There’s a popular meme that makes the rounds on Facebook a few times a year: “If I’m wrong, educate me. Don’t belittle me.” On the surface, it seems like a good idea. I mean, how is anyone supposed to learn about anything without someone teaching them? And for a lot of things, this attitude is entirely unproblematic, because, yes, you do need someone to teach you how to cook, how to braid hair, or how to effectively discipline a child. You could probably figure out all of those things on your own, but instruction helps, right?
Here’s what people miss: In our highly interconnected age, I don’t have to know someone who knows how to braid hair in order to learn. I can google it, find guides to read and YouTube videos to watch. Short of how to perform surgery, I can find a guide to pretty much anything on the Internet.
So when people use “If I’m wrong, educate me. Don’t belittle me,” I have a tendency to think they’re being intellectually lazy. Sure, you’re never going to know you’re wrong unless someone tells you, but if someone tells you you’re wrong, they shouldn’t have to explain why. It might help you out if they do, but hey, you’re the one who’s wrong, and they’ve loosened the scales from your eyes.
Furthermore, you’re an adult. You’re more than capable of googling, finding guides to read and YouTube videos to watch about how and why you are wrong. If you can look up how to poach eggs in the microwave on Pinterest, you can look up why #AllLivesMatter is bullsh*t, OK?
But wait, you think. Didn’t we just come through an election cycle that proved people are incapable of identifying legitimate Internet sources?
Yes, we did. But you know what? The problem with fake news got so much traction in 2016 that there’s no way any Internet citizen hasn’t heard it. Professors published categorized lists of fake news and clickbait sources, students developed Chrome extensions to identify untrustworthy sites, and no less than Facebook and Google took measures to crackdown on misinformation.

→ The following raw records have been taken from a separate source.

//! Viewport fetch cache.
//!
//! Tracks which tiles have already been served by the remote store source so
//! that repeated camera-idle events over the same area do not trigger new
//! requests. Entries are individual tiles held in a bounded LRU; a pan only
//! reports the newly exposed tiles as missing.
//!
//! The cache has no lock of its own. It is owned by the single evaluation
//! path of a map session; sharing it across concurrent fetches would need an
//! external mutex around the check-then-insert sequence.

mod config;
mod stats;
mod tile_cache;

pub use config::{TileCacheConfig, DEFAULT_TILE_CACHE_CAPACITY};
pub use stats::{TileCacheStats, TileCacheStatsSnapshot};
pub use tile_cache::TileCache;
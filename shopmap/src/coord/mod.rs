//! Coordinate conversion module
//!
//! Provides conversions between geographic coordinates (latitude/longitude)
//! and Web Mercator slippy-map tile indices, plus the viewport → tile range
//! computation that drives store fetching.

mod types;

pub use types::{
    tiles_per_axis, validate_zoom, CoordError, GeoPoint, TileBounds, TileIndex, TileRange,
    TileRangeIter, Viewport, MAX_LAT, MAX_LON, MAX_ZOOM, MIN_LAT, MIN_LON, MIN_ZOOM,
};

use std::f64::consts::PI;

/// Converts geographic coordinates to the tile containing them.
///
/// # Arguments
///
/// * `lat` - Latitude in degrees (-85.05112878 to 85.05112878)
/// * `lng` - Longitude in degrees (-180.0 to 180.0)
/// * `zoom` - Zoom level (0 to 22)
///
/// # Returns
///
/// A `Result` containing the tile index or an error if inputs are invalid.
/// Points on the east or south edge of the world map to the last tile.
#[inline]
pub fn point_to_tile(lat: f64, lng: f64, zoom: u8) -> Result<TileIndex, CoordError> {
    // NaN fails both range checks
    if !(MIN_LAT..=MAX_LAT).contains(&lat) {
        return Err(CoordError::InvalidLatitude(lat));
    }
    if !(MIN_LON..=MAX_LON).contains(&lng) {
        return Err(CoordError::InvalidLongitude(lng));
    }
    if zoom > MAX_ZOOM {
        return Err(CoordError::InvalidZoom(zoom as i32));
    }

    let n = tiles_per_axis(zoom) as f64;
    let last = n - 1.0;

    let x = ((lng + 180.0) / 360.0 * n).floor();

    // ln(tan φ + sec φ) == asinh(tan φ)
    let lat_rad = lat.to_radians();
    let y = ((1.0 - lat_rad.tan().asinh() / PI) / 2.0 * n).floor();

    Ok(TileIndex {
        zoom,
        x: x.clamp(0.0, last) as u32,
        y: y.clamp(0.0, last) as u32,
    })
}

/// Returns the geographic bounding box of a tile.
///
/// Exact inverse of [`point_to_tile`]: the west/north edges are the
/// coordinates of tile `(x, y)`, the east/south edges those of
/// `(x + 1, y + 1)`.
#[inline]
pub fn tile_to_bounds(x: u32, y: u32, zoom: u8) -> TileBounds {
    let n = tiles_per_axis(zoom) as f64;

    TileBounds {
        north: tile_y_to_lat(y as f64, n),
        south: tile_y_to_lat(y as f64 + 1.0, n),
        west: tile_x_to_lng(x as f64, n),
        east: tile_x_to_lng(x as f64 + 1.0, n),
    }
}

#[inline]
fn tile_x_to_lng(x: f64, n: f64) -> f64 {
    x / n * 360.0 - 180.0
}

#[inline]
fn tile_y_to_lat(y: f64, n: f64) -> f64 {
    (PI * (1.0 - 2.0 * y / n)).sinh().atan().to_degrees()
}

/// Computes the padded tile range covering a viewport.
///
/// Every corner is mapped with [`point_to_tile`], the min/max of x and y are
/// taken independently and the result is grown by `padding` tiles on each
/// side (clamped to the world). Corner latitudes beyond the Mercator band and
/// longitudes beyond ±180° are clamped first, since the map display projects
/// screen corners past the poles or the antimeridian at low zoom. NaN corners
/// are rejected.
pub fn viewport_to_tile_range(viewport: &Viewport, padding: u32) -> Result<TileRange, CoordError> {
    let [first, rest @ ..] = viewport.corners();
    let mut range = TileRange::single(corner_to_tile(first, viewport.zoom)?);

    for corner in rest {
        let tile = corner_to_tile(corner, viewport.zoom)?;
        range.min_x = range.min_x.min(tile.x);
        range.max_x = range.max_x.max(tile.x);
        range.min_y = range.min_y.min(tile.y);
        range.max_y = range.max_y.max(tile.y);
    }

    Ok(range.expand(padding))
}

fn corner_to_tile(corner: GeoPoint, zoom: u8) -> Result<TileIndex, CoordError> {
    if corner.lat.is_nan() {
        return Err(CoordError::InvalidLatitude(corner.lat));
    }
    if corner.lng.is_nan() {
        return Err(CoordError::InvalidLongitude(corner.lng));
    }
    point_to_tile(
        corner.lat.clamp(MIN_LAT, MAX_LAT),
        corner.lng.clamp(MIN_LON, MAX_LON),
        zoom,
    )
}
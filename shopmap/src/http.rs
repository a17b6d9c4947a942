//! HTTP client abstraction for testability.
//!
//! Remote collaborators (store listings, routing) talk to the network through
//! [`AsyncHttpClient`] so tests can substitute canned responses.

use std::future::Future;
use std::time::Duration;

use thiserror::Error;
use tracing::{debug, trace, warn};

/// Default request timeout in seconds.
pub const DEFAULT_HTTP_TIMEOUT_SECS: u64 = 30;

/// Default User-Agent string for HTTP requests.
const DEFAULT_USER_AGENT: &str = concat!("shopmap/", env!("CARGO_PKG_VERSION"));

/// Errors produced by the HTTP layer.
#[derive(Debug, Clone, PartialEq, Eq, Error)]
pub enum HttpError {
    /// The client could not be constructed.
    #[error("Failed to create HTTP client: {0}")]
    Client(String),

    /// Connection, timeout or protocol failure.
    #[error("Request failed: {0}")]
    Request(String),

    /// The server answered with a non-success status.
    #[error("HTTP {status} from {url}")]
    Status { status: u16, url: String },

    /// The response body could not be read.
    #[error("Failed to read response: {0}")]
    Body(String),
}

/// Trait for asynchronous HTTP client operations.
pub trait AsyncHttpClient: Send + Sync {
    /// Performs an HTTP GET request and returns the response body.
    fn get(&self, url: &str) -> impl Future<Output = Result<Vec<u8>, HttpError>> + Send;

    /// Performs an HTTP POST request with a JSON body.
    ///
    /// # Arguments
    ///
    /// * `url` - The URL to request
    /// * `json_body` - JSON body as a string
    /// * `bearer_token` - Token for the `Authorization: Bearer` header, if any
    fn post_json(
        &self,
        url: &str,
        json_body: &str,
        bearer_token: Option<&str>,
    ) -> impl Future<Output = Result<Vec<u8>, HttpError>> + Send;
}

/// Async HTTP client implementation using reqwest.
#[derive(Clone)]
pub struct AsyncReqwestClient {
    client: reqwest::Client,
}

impl AsyncReqwestClient {
    /// Creates a client with the default 30 second timeout.
    pub fn new() -> Result<Self, HttpError> {
        Self::with_timeout(Duration::from_secs(DEFAULT_HTTP_TIMEOUT_SECS))
    }

    /// Creates a client with a custom timeout.
    pub fn with_timeout(timeout: Duration) -> Result<Self, HttpError> {
        let client = reqwest::Client::builder()
            .timeout(timeout)
            .user_agent(DEFAULT_USER_AGENT)
            .pool_idle_timeout(Duration::from_secs(90))
            .tcp_nodelay(true)
            .build()
            .map_err(|e| HttpError::Client(e.to_string()))?;

        Ok(Self { client })
    }

    async fn read_response(
        response: reqwest::Response,
        method: &str,
        url: &str,
    ) -> Result<Vec<u8>, HttpError> {
        let status = response.status();
        debug!(method, url, status = status.as_u16(), "HTTP response received");

        if !status.is_success() {
            warn!(method, url, status = status.as_u16(), "HTTP error status");
            return Err(HttpError::Status {
                status: status.as_u16(),
                url: url.to_string(),
            });
        }

        match response.bytes().await {
            Ok(bytes) => {
                trace!(url, bytes = bytes.len(), "HTTP response body read");
                Ok(bytes.to_vec())
            }
            Err(e) => {
                warn!(url, error = %e, "Failed to read response body");
                Err(HttpError::Body(e.to_string()))
            }
        }
    }
}

impl AsyncHttpClient for AsyncReqwestClient {
    async fn get(&self, url: &str) -> Result<Vec<u8>, HttpError> {
        trace!(url, "HTTP GET request starting");

        let response = self.client.get(url).send().await.map_err(|e| {
            warn!(
                url,
                error = %e,
                is_connect = e.is_connect(),
                is_timeout = e.is_timeout(),
                "HTTP request failed"
            );
            HttpError::Request(e.to_string())
        })?;

        Self::read_response(response, "GET", url).await
    }

    async fn post_json(
        &self,
        url: &str,
        json_body: &str,
        bearer_token: Option<&str>,
    ) -> Result<Vec<u8>, HttpError> {
        trace!(url, bytes = json_body.len(), "HTTP POST request starting");

        let mut request = self
            .client
            .post(url)
            .header("Content-Type", "application/json")
            .body(json_body.to_string());

        if let Some(token) = bearer_token {
            request = request.header("Authorization", format!("Bearer {}", token));
        }

        let response = request.send().await.map_err(|e| {
            warn!(
                url,
                error = %e,
                is_connect = e.is_connect(),
                is_timeout = e.is_timeout(),
                "HTTP POST failed"
            );
            HttpError::Request(e.to_string())
        })?;

        Self::read_response(response, "POST", url).await
    }
}
//! Default values and constants for all configuration settings.

use std::path::PathBuf;

use super::settings::*;
use crate::cache::DEFAULT_TILE_CACHE_CAPACITY;
use crate::coord::MAX_ZOOM;
use crate::http::DEFAULT_HTTP_TIMEOUT_SECS;
use crate::logging::{DEFAULT_LOG_DIR, DEFAULT_LOG_FILE};
use crate::route::{DEFAULT_OSRM_URL, DEFAULT_ROUTE_PROFILE};
use crate::viewport::{DEFAULT_DEBOUNCE, DEFAULT_MIN_FETCH_ZOOM, DEFAULT_TILE_PADDING};

/// Default cache TTL (0 = tiles never expire).
pub const DEFAULT_CACHE_TTL_SECS: u64 = 0;

/// Largest padding accepted from the config file.
pub const MAX_TILE_PADDING: u32 = 8;

impl Default for MapSettings {
    fn default() -> Self {
        Self {
            min_fetch_zoom: DEFAULT_MIN_FETCH_ZOOM,
            tile_padding: DEFAULT_TILE_PADDING,
            debounce_ms: DEFAULT_DEBOUNCE.as_millis() as u64,
            max_zoom: MAX_ZOOM,
        }
    }
}

impl Default for CacheSettings {
    fn default() -> Self {
        Self {
            capacity: DEFAULT_TILE_CACHE_CAPACITY,
            ttl_secs: DEFAULT_CACHE_TTL_SECS,
        }
    }
}

impl Default for StoreSettings {
    fn default() -> Self {
        Self {
            endpoint: None,
            bearer_token: None,
            timeout_secs: DEFAULT_HTTP_TIMEOUT_SECS,
        }
    }
}

impl Default for RouteSettings {
    fn default() -> Self {
        Self {
            osrm_url: DEFAULT_OSRM_URL.to_string(),
            profile: DEFAULT_ROUTE_PROFILE.to_string(),
        }
    }
}

impl Default for LoggingSettings {
    fn default() -> Self {
        Self {
            directory: PathBuf::from(DEFAULT_LOG_DIR),
            file: DEFAULT_LOG_FILE.to_string(),
        }
    }
}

Everyone on the Internet, from your baby cousin to your grandmother, knows that fake news is a problem. As an adult, it’s your responsibility to scan through your lists of everyday news sources and see if you should maybe make a few changes. If you’re still listening to fake news sites, it’s not my responsibility — or anyone else’s — to explain to you why they’re fake. It’s your responsibility, as a competent adult, to know how to evaluate your sources for trustworthiness.
The same is true of filter bubbles. You know that you have one, because everyone from Fox News to Slate was talking about them — how to tell if you have one, and how to pop it if you do. If you haven’t taken measures to identify and abandon your bubble, then you have no one to blame for your ignorance.

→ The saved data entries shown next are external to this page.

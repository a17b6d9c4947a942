//! Common types and utilities shared across CLI commands.

use std::path::PathBuf;

use clap::Args;
use serde::Serialize;
use shopmap::config::{config_file_path, ConfigFile};
use shopmap::coord::{GeoPoint, Viewport};
use shopmap::logging::{init_logging, LoggingGuard};
use tracing::debug;

use crate::error::CliError;

/// Parses `lat,lng` into a point.
pub fn parse_point(value: &str) -> Result<GeoPoint, String> {
    let (lat, lng) = value
        .split_once(',')
        .ok_or_else(|| format!("expected 'lat,lng', got '{}'", value))?;

    let lat: f64 = lat
        .trim()
        .parse()
        .map_err(|_| format!("invalid latitude '{}'", lat.trim()))?;
    let lng: f64 = lng
        .trim()
        .parse()
        .map_err(|_| format!("invalid longitude '{}'", lng.trim()))?;

    Ok(GeoPoint::new(lat, lng))
}

/// Viewport given either as two opposite corners or as four screen corners.
#[derive(Debug, Clone, Args)]
pub struct ViewportArgs {
    /// North-west corner as lat,lng
    #[arg(long, value_parser = parse_point, requires = "south_east", conflicts_with = "corner")]
    pub north_west: Option<GeoPoint>,

    /// South-east corner as lat,lng
    #[arg(long, value_parser = parse_point, requires = "north_west")]
    pub south_east: Option<GeoPoint>,

    /// Screen corner as lat,lng; give four times in the order
    /// top-left, top-right, bottom-left, bottom-right
    #[arg(long, value_parser = parse_point)]
    pub corner: Vec<GeoPoint>,

    /// Camera zoom level
    #[arg(long)]
    pub zoom: i32,
}

impl ViewportArgs {
    pub fn to_viewport(&self) -> Result<Viewport, CliError> {
        if let (Some(north_west), Some(south_east)) = (self.north_west, self.south_east) {
            return Ok(Viewport::from_bounds(north_west, south_east, self.zoom)?);
        }

        match self.corner.as_slice() {
            [top_left, top_right, bottom_left, bottom_right] => Ok(Viewport::new(
                *top_left,
                *top_right,
                *bottom_left,
                *bottom_right,
                self.zoom,
            )?),
            [] => Err(CliError::InvalidArgument(
                "give --north-west and --south-east, or --corner four times".to_string(),
            )),
            corners => Err(CliError::InvalidArgument(format!(
                "--corner must be given exactly four times, got {}",
                corners.len()
            ))),
        }
    }
}

/// Loaded configuration plus active logging for commands that talk to the
/// network.
pub struct CommandContext {
    pub config: ConfigFile,
    _logging: LoggingGuard,
}

impl CommandContext {
    pub fn new(config_path: Option<PathBuf>, verbose: bool) -> Result<Self, CliError> {
        let config = load_config(config_path)?;

        let level = if verbose { "debug" } else { "info" };
        let logging = init_logging(&config.logging.directory, &config.logging.file, level)
            .map_err(|e| CliError::LoggingInit(e.to_string()))?;
        debug!(log_file = %logging.log_path().display(), "Logging initialized");

        Ok(Self {
            config,
            _logging: logging,
        })
    }

    /// Single-threaded runtime for one command.
    pub fn runtime(&self) -> Result<tokio::runtime::Runtime, CliError> {
        tokio::runtime::Builder::new_current_thread()
            .enable_all()
            .build()
            .map_err(CliError::Runtime)
    }
}

/// Pretty JSON for command output.
pub fn to_json<T: Serialize + ?Sized>(value: &T) -> Result<String, CliError> {
    serde_json::to_string_pretty(value).map_err(|e| CliError::Output(e.to_string()))
}

/// Loads the config from `path`, or from the default location.
pub fn load_config(path: Option<PathBuf>) -> Result<ConfigFile, CliError> {
    let path = path.unwrap_or_else(config_file_path);
    Ok(ConfigFile::load_from(&path)?)
}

By now, you know that fake news is everywhere, and that you have a bubble that tells you what you want to hear, and you’ve either made an effort to break out of those traps, or you haven’t. It doesn’t really matter, because news cycles are still turning. People are living and dying and campaigning and bombing and lying and thriving — with or without you. It’s your decision to tune in to what’s going on in the world or not.
So I don’t care that you don’t know about #NoDAPL. I’m not responsible for making you comfortable with peeing in the stall next to a trans person. It isn’t worth my time to tell you why a school resource officer isn’t upholding his pledge to serve and protect when he concusses a 15-year-old girl with a body slam. I don’t have to prove to you that white/male/cisgender/heterosexual/class privilege exists, because — and here’s the most important part — you’ve already been exposed to the fact that it does.
That’s why I’m not going to waste my time trying to educate you this year. I have too many battles to fight and win to spend my precious energy explaining to you why poor people have every right to celebrate the little joys in their lives. By now, you know these things. If you have not woken up yet, it’s your own damn decision to remain willfully ignorant. And that is not my problem.